The Stainless Steel Rat (1961), The Stainless Steel Rat's Revenge (1970), and The Stainless Steel Rat Saves the World (1972) are, as I expected, ripping futuristic spy-thrillers, unlikely to have one scrabbling for a well-worn copy of Plato's Republic in search of some obscure reference or other, but then that was never really their job. I'd say Slippery Jim diGriz - the rat of the title - is essentially James Bond in space with a slight counter-cultural twist and a more well developed sense of humour, although being as I haven't actually read anything by Ian Fleming since I was about twelve this may well be bollocks; but hopefully you get the idea.

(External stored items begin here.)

impl<'a> Lexer<'a> {
    pub fn new(input: &'a str) -> Lexer<'a> {
        Lexer {
            input,
            pos: 0,
            terms_depth: 0,
            capture_depth: 0,
            pending: VecDeque::new(),
            err: None,
        }
    }

    /// Current byte offset into the input, for error reporting.
    pub fn pos(&self) -> usize {
        self.pos
    }

    pub fn next(&mut self) -> Token {
        if let Some(tok) = self.pending.pop_front() {
            return tok;
        }
        if let Some(msg) = &self.err {
            return Token::new(TokenKind::Error, msg.clone());
        }
        self.fetch()
    }

    fn peek(&self) -> Option<char> {
        self.input[self.pos..].chars().next()
    }

    fn peek2(&self) -> Option<char> {
        let mut chars = self.input[self.pos..].chars();
        chars.next()?;
        chars.next()
    }

    fn advance(&mut self) -> Option<char> {
        let c = self.peek()?;
        self.pos += c.len_utf8();
        Some(c)
    }

    fn fail(&mut self, msg: &str) -> Token {
        self.err = Some(msg.to_string());
        Token::new(TokenKind::Error, msg)
    }

    fn in_terms(&self) -> bool {
        self.terms_depth > 0
    }

    fn in_capture(&self) -> bool {
        self.capture_depth > 0
    }

    fn fetch(&mut self) -> Token {
        let Some(c) = self.peek() else {
            return Token::new(TokenKind::Eof, "");
        };

        match c {
            '{' => {
                self.advance();
                self.terms_depth += 1;
                Token::new(TokenKind::TermsOpen, "{")
            }
            ',' if self.in_terms() => {
                self.advance();
                Token::new(TokenKind::Separator, ",")
            }
            '}' if self.in_terms() => {
                self.advance();
                self.terms_depth -= 1;
                Token::new(TokenKind::TermsClose, "}")
            }
            '|' if self.in_capture() => {
                self.advance();
                Token::new(TokenKind::Separator, "|")
            }
            ')' if self.in_capture() => {
                self.advance();
                self.capture_depth -= 1;
                Token::new(TokenKind::CaptureClose, ")")
            }
            '[' => {
                self.advance();
                self.scan_class();
                Token::new(TokenKind::RangeOpen, "[")
            }
            '(' => {
                self.advance();
                self.capture_depth += 1;
                Token::new(TokenKind::CaptureOpenAt, "(")
            }
            '@' | '!' | '+' => {
                self.advance();
                if self.peek() == Some('(') {
                    self.advance();
                    self.capture_depth += 1;
                    let kind = match c {
                        '@' => TokenKind::CaptureOpenAt,
                        '!' => TokenKind::CaptureOpenNot,
                        _ => TokenKind::CaptureOpenPlus,
                    };
                    Token::new(kind, format!("{c}("))
                } else {
                    // not a capture opener after all; a bare `@` `!` `+` is
                    // literal text
                    Token::new(TokenKind::Text, c.to_string())
                }
            }
            '?' => {
                self.advance();
                if self.peek() == Some('(') {
                    self.advance();
                    self.capture_depth += 1;
                    Token::new(TokenKind::CaptureOpenQuestion, "?(")
                } else {
                    Token::new(TokenKind::Single, "?")
                }
            }
            '*' => {
                self.advance();
                match self.peek() {
                    Some('*') => {
                        self.advance();
                        Token::new(TokenKind::Super, "**")
                    }
                    Some('(') => {
                        self.advance();
                        self.capture_depth += 1;
                        Token::new(TokenKind::CaptureOpenStar, "*(")
                    }
                    _ => Token::new(TokenKind::Any, "*"),
                }
            }
            _ => {
                let breakers = if self.in_terms() {
                    TERMS_BREAKERS
                } else if self.in_capture() {
                    CAPTURE_BREAKERS
                } else {
                    TEXT_BREAKERS
                };
                match self.scan_run(breakers) {
                    Ok(text) => Token::new(TokenKind::Text, text),
                    Err(tok) => tok,
                }
            }
        }
    }

    /// Scan the inside of a `[...]` class, queuing its tokens. Called with
    /// the opening `[` already consumed. Classes cannot nest, so this is a
    /// straight-line sub-scan rather than another depth counter: an optional
    /// leading `!`, then either a `lo-hi` pair or a literal run, then `]`.
    fn scan_class(&mut self) {
        let mut seen_not = false;
        let mut want_hi = false;
        let mut want_close = false;

        loop {
            if want_close {
                match self.peek() {
                    Some(']') => {
                        self.advance();
                        let tok = Token::new(TokenKind::RangeClose, "]");
                        self.pending.push_back(tok);
                    }
                    Some(_) => {
                        let tok = self.fail("expected ']' to close character class");
                        self.pending.push_back(tok);
                    }
                    None => {
                        let tok = self.fail("unterminated character class");
                        self.pending.push_back(tok);
                    }
                }
                return;
            }

            let Some(c) = self.peek() else {
                let tok = self.fail("unterminated character class");
                self.pending.push_back(tok);
                return;
            };

            if want_hi {
                self.advance();
                let tok = Token::new(TokenKind::RangeHi, c.to_string());
                self.pending.push_back(tok);
                want_close = true;
                continue;
            }

            // only meaningful as the first character
            if !seen_not && c == '!' {
                self.advance();
                self.pending.push_back(Token::new(TokenKind::RangeNot, "!"));
                seen_not = true;
                continue;
            }

            // one-character lookahead for `-` decides range vs. set
            if self.peek2() == Some('-') {
                self.advance();
                self.advance();
                self.pending.push_back(Token::new(TokenKind::RangeLo, c.to_string()));
                self.pending.push_back(Token::new(TokenKind::RangeBetween, "-"));
                want_hi = true;
                continue;
            }

            match self.scan_run(&[']']) {
                Ok(text) => {
                    if !text.is_empty() {
                        self.pending.push_back(Token::new(TokenKind::Text, text));
                    }
                }
                Err(tok) => {
                    self.pending.push_back(tok);
                    return;
                }
            }
            want_close = true;
        }
    }

    /// Consume a literal run up to (not including) the first unescaped
    /// breaker. A backslash takes the following character literally
    /// regardless of breaker membership.
    fn scan_run(&mut self, breakers: &[char]) -> Result<String, Token> {
        let mut text = String::new();
        while let Some(c) = self.peek() {
            if c == '\\' {
                self.advance();
                match self.advance() {
                    Some(escaped) => text.push(escaped),
                    None => return Err(self.fail("unterminated escape")),
                }
                continue;
            }
            if breakers.contains(&c) {
                break;
            }
            self.advance();
            text.push(c);
        }
        Ok(text)
    }
}
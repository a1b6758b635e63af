//! Tree-to-regex code generator.
//!
//! Walks the pattern tree bottom-up and emits regex source for a
//! backtracking engine with negative-lookahead support. Most node kinds
//! translate locally, but a negated capture `!(...)` cannot: its trailing
//! run must stop wherever the *enclosing* pattern resumes, which is unknown
//! while compiling the capture in isolation. The generator therefore emits
//! an intermediate fragment list with explicit boundary markers and
//! resolves them in a second pass over the whole compilation, once the
//! full pattern is in view.

use crate::error::Error;
use crate::parser::{NodeId, NodeKind, Quantifier, Tree};

/// One element of the intermediate representation.
#[derive(Debug, Clone, PartialEq, Eq)]
enum Frag {
    /// Final regex text.
    Lit(String),
    /// Emitted inside `!(...)` after its lazy run: the run's extent is
    /// unresolved until the rest of the pattern is known.
    NegBoundary,
    /// Emitted where real content starts (literals and wildcard runs); a
    /// pending negation's run stops here.
    ContentBoundary,
}

/// Compile the tree into anchored regex source. `separators` restricts `*`
/// and `?` (but never `**`); empty means no restriction. `uses_negation`
/// comes from the parser and gates the boundary-resolution pass.
pub fn generate(tree: &Tree, separators: &[char], uses_negation: bool) -> Result<String, Error> {
    let mut frags = vec![Frag::Lit("^".to_string())];
    emit(tree, tree.root(), separators, &mut frags)?;
    frags.push(Frag::Lit("$".to_string()));
    Ok(resolve(frags, uses_negation))
}

fn emit(tree: &Tree, id: NodeId, sep: &[char], out: &mut Vec<Frag>) -> Result<(), Error> {
    let node = tree
        .get(id)
        .ok_or_else(|| Error::Codegen(format!("dangling node id {id}")))?;

    match &node.kind {
        NodeKind::Pattern => {
            for &child in &node.children {
                emit(tree, child, sep, out)?;
            }
        }

        NodeKind::AnyOf => {
            if node.children.is_empty() {
                return Ok(());
            }
            out.push(Frag::Lit("(?:".to_string()));
            emit_alternatives(tree, &node.children, sep, out)?;
            out.push(Frag::Lit(")".to_string()));
        }

        NodeKind::Capture { quantifier } => {
            if node.children.is_empty() {
                return Ok(());
            }
            match quantifier {
                Quantifier::ExactlyOne => {
                    out.push(Frag::Lit("(".to_string()));
                    emit_alternatives(tree, &node.children, sep, out)?;
                    out.push(Frag::Lit(")".to_string()));
                }
                Quantifier::ZeroOrMore => {
                    out.push(Frag::Lit("((?:".to_string()));
                    emit_alternatives(tree, &node.children, sep, out)?;
                    out.push(Frag::Lit(")*)".to_string()));
                }
                Quantifier::OneOrMore => {
                    out.push(Frag::Lit("((?:".to_string()));
                    emit_alternatives(tree, &node.children, sep, out)?;
                    out.push(Frag::Lit(")+)".to_string()));
                }
                Quantifier::ZeroOrOne => {
                    out.push(Frag::Lit("((?:".to_string()));
                    emit_alternatives(tree, &node.children, sep, out)?;
                    out.push(Frag::Lit(")?)".to_string()));
                }
                Quantifier::NoneOf => {
                    // "none of the alternatives here", then consume a lazy
                    // run whose extent the resolution pass settles
                    out.push(Frag::Lit("((?!".to_string()));
                    emit_alternatives(tree, &node.children, sep, out)?;
                    out.push(Frag::Lit(format!("){}?", any_run(sep))));
                    out.push(Frag::NegBoundary);
                    out.push(Frag::Lit(")".to_string()));
                }
            }
        }

        NodeKind::Any => {
            out.push(Frag::ContentBoundary);
            out.push(Frag::Lit(any_run(sep)));
        }

        NodeKind::Super => {
            out.push(Frag::ContentBoundary);
            out.push(Frag::Lit(".*".to_string()));
        }

        NodeKind::Single => {
            let lit = if sep.is_empty() {
                ".".to_string()
            } else {
                format!("[^{}]", class_text(sep))
            };
            out.push(Frag::Lit(lit));
        }

        NodeKind::List { chars, negated } => {
            let sign = if *negated { "^" } else { "" };
            out.push(Frag::Lit(format!(
                "[{sign}{}]",
                fancy_regex::escape(chars)
            )));
        }

        NodeKind::Range { lo, hi, negated } => {
            let sign = if *negated { "^" } else { "" };
            out.push(Frag::Lit(format!(
                "[{sign}{}-{}]",
                fancy_regex::escape(&lo.to_string()),
                fancy_regex::escape(&hi.to_string())
            )));
        }

        NodeKind::Posix { class, negated } => {
            let sign = if *negated { "^" } else { "" };
            out.push(Frag::Lit(format!("[[:{sign}{class}:]]")));
        }

        NodeKind::Text { text } => {
            out.push(Frag::ContentBoundary);
            out.push(Frag::Lit(fancy_regex::escape(text).into_owned()));
        }

        NodeKind::Nothing => {}
    }

    Ok(())
}

fn emit_alternatives(
    tree: &Tree,
    children: &[NodeId],
    sep: &[char],
    out: &mut Vec<Frag>,
) -> Result<(), Error> {
    for (i, &child) in children.iter().enumerate() {
        if i > 0 {
            out.push(Frag::Lit("|".to_string()));
        }
        emit(tree, child, sep, out)?;
    }
    Ok(())
}

/// A greedy run of anything `*` may cross: `[^seps]*` with separators
/// configured, `.*` without.
fn any_run(sep: &[char]) -> String {
    if sep.is_empty() {
        ".*".to_string()
    } else {
        format!("[^{}]*", class_text(sep))
    }
}

fn class_text(sep: &[char]) -> String {
    let chars: String = sep.iter().collect();
    fancy_regex::escape(&chars).into_owned()
}

/// Settle every negation boundary: a negated capture whose enclosing
/// pattern still has content after it lets its lazy run stop at that
/// content; one with nothing after it gets anchored to the end of input.
/// Content boundaries are pure bookkeeping and are dropped.
fn resolve(frags: Vec<Frag>, uses_negation: bool) -> String {
    let last_content = if uses_negation {
        frags.iter().rposition(|f| *f == Frag::ContentBoundary)
    } else {
        None
    };

    let mut out = String::new();
    for (i, frag) in frags.into_iter().enumerate() {
        match frag {
            Frag::Lit(text) => out.push_str(&text),
            Frag::ContentBoundary => {}
            Frag::NegBoundary => {
                if last_content.is_none_or(|c| c < i) {
                    out.push('$');
                }
            }
        }
    }
    out
}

We have bank robberies, Robin Hood moments, time travel, typically futuristic gadgetry and overpowered security guards revealed to be wearing women's knickers beneath their uniforms - all somehow amounting to a suggestion of diGriz as a young Malcolm McDowell doing comedy turns to camera whilst his long-suffering boss, played by Leo McKern, fumes in silence. It's nothing deep and it's probably dated, but it's also nicely written and a lot of fun. These are the sort of novels you whiz through over the course of a long afternoon, and I suppose my only criticism is that welding three of them together like this somehow misses a point, although it's surely worth noting that I found myself reading all three in quick succession without a trace of boredom.